If I know that the value of a column should always be in teh range allowed by the smallint data type, from a data integrity maintenance point of view, it would seem to behoove me to store the data in a smallint column rather than an int column.
However I am wondering whether there are any performance hits that may be paid by using less bytes?
If you know that some columns in a table that will have millions of row or even an little table that will FK'ed to multi-million-row that doesn't need an 4 bytes integer to store their data, but an 2 byte would suffice - use SMALLINT. If values in the range 0-255 is enough, TINYINT.
The int data type is the primary integer data type in SQL Server. The bigint data type is intended for use when integer values might exceed the range that is supported by the int data type. bigint fits between smallmoney and int in the data type precedence chart.
The SMALLINT data type stores small whole numbers that range from –32,767 to 32,767. The maximum negative number, –32,768, is a reserved value and cannot be used. The SMALLINT value is stored as a signed binary integer.

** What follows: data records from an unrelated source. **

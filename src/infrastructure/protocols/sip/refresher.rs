//! Refreshers keep a REGISTER, SUBSCRIBE or PUBLISH alive by renewing it
//! before the granted expiry runs out.
//!
//! A refresher takes over a completed client transaction. From then on the
//! renewal transactions it creates are internal: their responses, timeouts
//! and transport failures come back here and the application only sees a
//! [`RefreshReport`] per completed attempt.

use super::auth::AuthChallenge;
use super::message::{
    addr_uri, header_param, with_header_param, SipHeaders, SipRequest, SipResponse,
};
use super::metrics;
use super::provider::Provider;
use super::timer::{RefreshPurpose, TimerHandle, TimerTarget};
use super::transaction::TransactionOwner;
use crate::domain::shared::error::SipError;
use crate::domain::shared::value_objects::{DialogId, RefresherId, SipMethod, TransactionKey};
use rand::Rng;
use std::time::Duration;
use tokio::time::Instant;
use tracing::{debug, info, warn};

/// Renewal cycle of a refresher
#[derive(Debug, Clone, Copy, PartialEq, Eq)]
pub enum RefresherState {
    /// A renewal or retry timer is pending
    Armed,
    /// A renewal transaction is outstanding. `queued` holds the expiry of a
    /// refresh requested meanwhile.
    InFlight { queued: Option<u32> },
    /// Nothing scheduled
    Idle,
}

#[derive(Debug, Clone, Copy, PartialEq, Eq)]
pub enum RefreshFailure {
    AuthFailure,
    TransportFailure,
    Timeout,
    Rejected,
}

/// Outcome of one renewal attempt
#[derive(Debug, Clone, PartialEq, Eq)]
pub struct RefreshReport {
    pub status_code: u16,
    pub reason: String,
    pub will_retry: bool,
    pub failure: Option<RefreshFailure>,
}

impl RefreshReport {
    pub fn is_success(&self) -> bool {
        (200..300).contains(&self.status_code)
    }
}

pub type RefreshListener = Box<dyn FnMut(&RefreshReport) + Send>;

pub struct Refresher {
    pub id: RefresherId,
    pub method: SipMethod,
    /// Last request sent; the next renewal is derived from it
    pub(crate) request: SipRequest,
    pub(crate) dialog: Option<DialogId>,
    pub(crate) transaction: Option<TransactionKey>,
    pub(crate) state: RefresherState,
    /// Expiry asked for
    pub(crate) target_expires: u32,
    /// Expiry granted by the server
    pub(crate) obtained_expires: u32,
    pub(crate) timer: Option<TimerHandle>,
    pub(crate) listener: Option<RefreshListener>,
    pub(crate) retry_after: Option<Duration>,
    pub(crate) realm: Option<String>,
    pub(crate) manual: bool,
    pub(crate) auth_failures: u32,
    pub(crate) io_retries: u32,
    pub(crate) publish_etag: Option<String>,
}

/// Expiry asked for by a request: Contact `expires` param, else Expires
fn request_expires(request: &SipRequest) -> Option<u32> {
    request
        .contacts()
        .first()
        .and_then(|c| header_param(c, "expires"))
        .and_then(|v| v.parse().ok())
        .or_else(|| request.expires())
}

/// Expiry granted by `response`, falling back to what was asked for
pub fn compute_expires(request: &SipRequest, response: &SipResponse) -> Option<u32> {
    if let Some(ours) = request.contact_uri() {
        let granted = response
            .contacts()
            .iter()
            .filter(|c| addr_uri(c) == ours)
            .find_map(|c| header_param(c, "expires"))
            .and_then(|v| v.parse().ok());
        if granted.is_some() {
            return granted;
        }
    }
    response.expires().or_else(|| request_expires(request))
}

fn set_request_expires(request: &mut SipRequest, expires: u32) {
    let contacts = request.header_values("Contact");
    if contacts.iter().any(|c| header_param(c, "expires").is_some()) {
        request.remove_header("Contact");
        for contact in contacts {
            let value = with_header_param(&contact, "expires", &expires.to_string());
            request.push_header("Contact", value);
        }
    }
    request.set_header("Expires", expires.to_string());
}

fn strip_credentials(request: &mut SipRequest) {
    request.remove_header("Authorization");
    request.remove_header("Proxy-Authorization");
}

Smaller types = less storage on disk, which leads to more efficient indexes. However, those performance gains will be minimal unless dealing with a large volume of data; furthermore, in order to avoid implicit conversions (which may offset any performance gains you see), you'll need to be sure that any time you reference that column that you use the correct type (including comparisons to parameters, etc).
Probably a wash either way.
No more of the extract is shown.